Washington DC History Resources

Matthew B. Gilmore

DS Barry departure date set

file
04/11/16

 

Navy sets date for decommissioned ship USS Barry departure

 

WASHINGTON – The Navy today announced it has set the departure date of the decommissioned ship USS Barry (DD 933) for May 7 from the Washington Navy Yard.
Preparations have begun to tow the ship down the Anacostia River to the Potomac River and then on to the Inactive Ship Maintenance Office in Philadelphia pending future movement to a ship recycling facility.

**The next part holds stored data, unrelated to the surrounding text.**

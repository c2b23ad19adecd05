use std::str::FromStr;

use crate::error::{Error, InvalidMatrixReason};

pub type Distance = f64;

/// Square matrix of travel costs, `distance(i, j)` being the cost of going
/// from location `i` to location `j`. Costs need not be symmetric.
#[derive(Debug, Clone, PartialEq)]
pub struct DistanceMatrix {
    size: usize,
    distances: Vec<Distance>,
}

const MINIMUM_NUMBER_OF_LOCATIONS: usize = 2;

fn invalid(reason: InvalidMatrixReason) -> Error {
    Error::InvalidMatrix(reason)
}

impl DistanceMatrix {
    pub fn new(rows: Vec<Vec<Distance>>) -> crate::Result<DistanceMatrix> {
        let size = rows.len();
        if size < MINIMUM_NUMBER_OF_LOCATIONS {
            return Err(invalid(InvalidMatrixReason::TooFewLocations(size)));
        }
        let mut distances = Vec::with_capacity(size * size);
        for (row_index, row) in rows.into_iter().enumerate() {
            if row.len() != size {
                return Err(invalid(InvalidMatrixReason::NotSquare {
                    row: row_index,
                    length: row.len(),
                    expected: size,
                }));
            }
            for (column, value) in row.into_iter().enumerate() {
                if !value.is_finite() || value < 0.0 {
                    return Err(invalid(InvalidMatrixReason::InvalidEntry {
                        row: row_index,
                        column,
                        value,
                    }));
                }
                distances.push(value);
            }
        }
        Ok(DistanceMatrix { size, distances })
    }

    /// Number of locations.
    pub fn size(&self) -> usize {
        self.size
    }

    /// Panics if either location is out of range.
    pub fn distance(&self, from: usize, to: usize) -> Distance {
        assert!(
            from < self.size && to < self.size,
            "Location out of range for a matrix of {} locations",
            self.size
        );
        self.distances[from * self.size + to]
    }

    pub fn rows(&self) -> impl Iterator<Item = &[Distance]> {
        self.distances.chunks(self.size)
    }
}

impl TryFrom<Vec<Vec<Distance>>> for DistanceMatrix {
    type Error = Error;

    fn try_from(rows: Vec<Vec<Distance>>) -> Result<Self, Self::Error> {
        Self::new(rows)
    }
}

fn tokenize_row(line: &str) -> impl Iterator<Item = &str> {
    line.split(|c: char| c.is_whitespace() || c == ',')
        .filter(|token| !token.is_empty())
}

/// One row per line, entries separated by whitespace or commas. Blank lines
/// and everything after a `#` are ignored.
impl FromStr for DistanceMatrix {
    type Err = Error;

    fn from_str(s: &str) -> Result<Self, Self::Err> {
        let mut rows: Vec<Vec<Distance>> = Vec::new();
        let lines = s
            .lines()
            .map(|line| line.split('#').next().unwrap_or_default())
            .filter(|line| !line.trim().is_empty());
        for (row_index, line) in lines.enumerate() {
            let row = tokenize_row(line)
                .enumerate()
                .map(|(column, token)| {
                    token.parse::<Distance>().map_err(|_| {
                        invalid(InvalidMatrixReason::NonNumericEntry {
                            row: row_index,
                            column,
                            token: token.to_owned(),
                        })
                    })
                })
                .collect::<crate::Result<Vec<Distance>>>()?;
            rows.push(row);
        }
        Self::new(rows)
    }
}

#[cfg(test)]
mod test {
    use super::DistanceMatrix;
    use crate::error::{Error, InvalidMatrixReason};

    #[test]
    fn test_new() {
        let matrix = DistanceMatrix::new(vec![vec![0.0, 5.0], vec![7.0, 0.0]]).unwrap();
        assert_eq!(matrix.size(), 2);
        assert_eq!(matrix.distance(0, 1), 5.0);
        assert_eq!(matrix.distance(1, 0), 7.0);
    }

    #[test]
    fn test_single_location() {
        let result = DistanceMatrix::new(vec![vec![0.0]]);
        assert!(matches!(
            result,
            Err(Error::InvalidMatrix(InvalidMatrixReason::TooFewLocations(1)))
        ));
    }

    #[test]
    fn test_empty_matrix() {
        let result = DistanceMatrix::new(Vec::new());
        assert!(matches!(
            result,
            Err(Error::InvalidMatrix(InvalidMatrixReason::TooFewLocations(0)))
        ));
    }

    #[test]
    fn test_not_square() {
        let result = DistanceMatrix::new(vec![vec![0.0, 1.0, 2.0], vec![1.0, 0.0, 3.0]]);
        assert!(matches!(
            result,
            Err(Error::InvalidMatrix(InvalidMatrixReason::NotSquare {
                row: 0,
                length: 3,
                expected: 2
            }))
        ));
    }

    #[test]
    fn test_ragged_rows() {
        let result = DistanceMatrix::new(vec![vec![0.0, 1.0], vec![1.0]]);
        assert!(matches!(
            result,
            Err(Error::InvalidMatrix(InvalidMatrixReason::NotSquare { row: 1, .. }))
        ));
    }

    #[test]
    fn test_negative_and_non_finite_entries() {
        for value in [-1.0, f64::NAN, f64::INFINITY] {
            let result = DistanceMatrix::new(vec![vec![0.0, value], vec![1.0, 0.0]]);
            assert!(
                matches!(
                    result,
                    Err(Error::InvalidMatrix(InvalidMatrixReason::InvalidEntry {
                        row: 0,
                        column: 1,
                        ..
                    }))
                ),
                "Entry {} was accepted",
                value
            );
        }
    }

    #[test]
    fn test_try_from() {
        let matrix = DistanceMatrix::try_from(vec![vec![0.0, 5.0], vec![5.0, 0.0]]).unwrap();
        let rows: Vec<&[f64]> = matrix.rows().collect();
        assert_eq!(rows, vec![&[0.0, 5.0][..], &[5.0, 0.0][..]]);
    }

    #[test]
    fn test_parse() {
        let input = "# four cities\n0 10 15 20\n10, 0, 35, 25\n\n15 35 0 30 # last but one\n20 25 30 0\n";
        let matrix: DistanceMatrix = input.parse().unwrap();
        assert_eq!(matrix.size(), 4);
        assert_eq!(matrix.distance(1, 3), 25.0);
        assert_eq!(matrix.distance(2, 3), 30.0);
        assert_eq!(matrix.distance(3, 0), 20.0);
    }

    #[test]
    fn test_parse_non_numeric_entry() {
        let result = "0 1\n1 x".parse::<DistanceMatrix>();
        match result {
            Err(Error::InvalidMatrix(InvalidMatrixReason::NonNumericEntry {
                row,
                column,
                token,
            })) => {
                assert_eq!((row, column, token.as_str()), (1, 1, "x"));
            }
            other => panic!("Unexpected result {:?}", other),
        }
    }

    #[test]
    #[should_panic]
    fn test_distance_out_of_range() {
        let matrix = DistanceMatrix::new(vec![vec![0.0, 5.0], vec![5.0, 0.0]]).unwrap();
        matrix.distance(0, 2);
    }
}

USS Barry, also referred to as Display Ship Barry,  must be removed before construction begins in fall 2016 on the new Frederick Douglass Memorial Bridge, which will be a fixed span that otherwise would land-lock the ship.

The movement of the ship down the Anacostia and then south down the Potomac River will impact traffic in the southeast DC area due to the requirement to open the Frederick Douglass Memorial Bridge.

Additionally, the entire Navy Yard section of the riverwalk will be closed during that time. Viewing of the tow operation from the Navy section of the riverwalk will not be permitted.
USS Barry was decommissioned on Nov. 5, 1982 and began its new career as a permanent public display ship in 1983.  It has also been used for training, shipboard familiarization and ceremonies.

After more than 30 years as the display ship at the Washington Navy Yard and its ineligibility for listing in the National Register of Historic Places, the DS Barry was designated for disposal last year.

USS Barry was the third Forrest Sherman-class destroyer built and the fourth vessel to bear the name of the illustrious Revolutionary War naval hero, Commodore John Barry.

Commissioned on Sept. 7, 1956, USS Barry served 26 years in the Atlantic and Pacific Fleet.
The ship supported the 1958 Marine and Army airborne unit landing in Beirut, Lebanon.

In 1962, it was a member of the task force that quarantined Cuba in response to evidence that Soviet missiles had been installed on the island.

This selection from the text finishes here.